Gastric cancer is the 3rd most lethal cancer worldwide, and the genomic status of its cancer cells has not translated into effective prognostic or therapeutic strategies. We therefore hypothesize that outcomes may depend on the tumor microenvironment (TME), and in particular cancer-associated fibroblasts (CAFs). However, very little is known about the role of CAFs in gastric cancer. To address this, we map the transcriptional landscape of human gastric cancer stroma by microdissection and RNA sequencing of CAFs from gastric cancer patients.
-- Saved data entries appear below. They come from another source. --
#[derive(Debug, thiserror::Error)]
pub enum GrammarError {
    #[error("Unknown aspect: {0}")]
    UnknownAspect(String),

    #[error("Unknown gender: {0}")]
    UnknownGender(String),

    #[error("Unknown case: {0}")]
    UnknownCase(String),

    #[error("Unknown person: {0}")]
    UnknownPerson(String),

    #[error("Invalid entry: {0}")]
    InvalidEntry(#[from] serde_json::Error),
}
We find a stromal gene signature associated with poor disease outcome. This signature is regulated by the transcription factor Heat Shock Factor 1 (HSF1), that activates CAF-derived extracellular vesicles (EVs) that transfer components including Inhibin Subunit Beta A (INHBA) and Thrombospondin 2 (THBS2), to the TME to promote cancer. Together, our work provides the first transcriptional map of human gastric cancer stroma, and highlights HSF1 and its transcriptional targets as potential diagnostic and therapeutic targets in the genomically stable tumor microenvironment. Gastric cancer was induced in the triple-transgenic iLgr5;GLI2A mice as described in Syu et al, 2016. Mice which developed gastric cancer and control mice were sacrificed, CAFs were isolated from their stomachs and sequenced.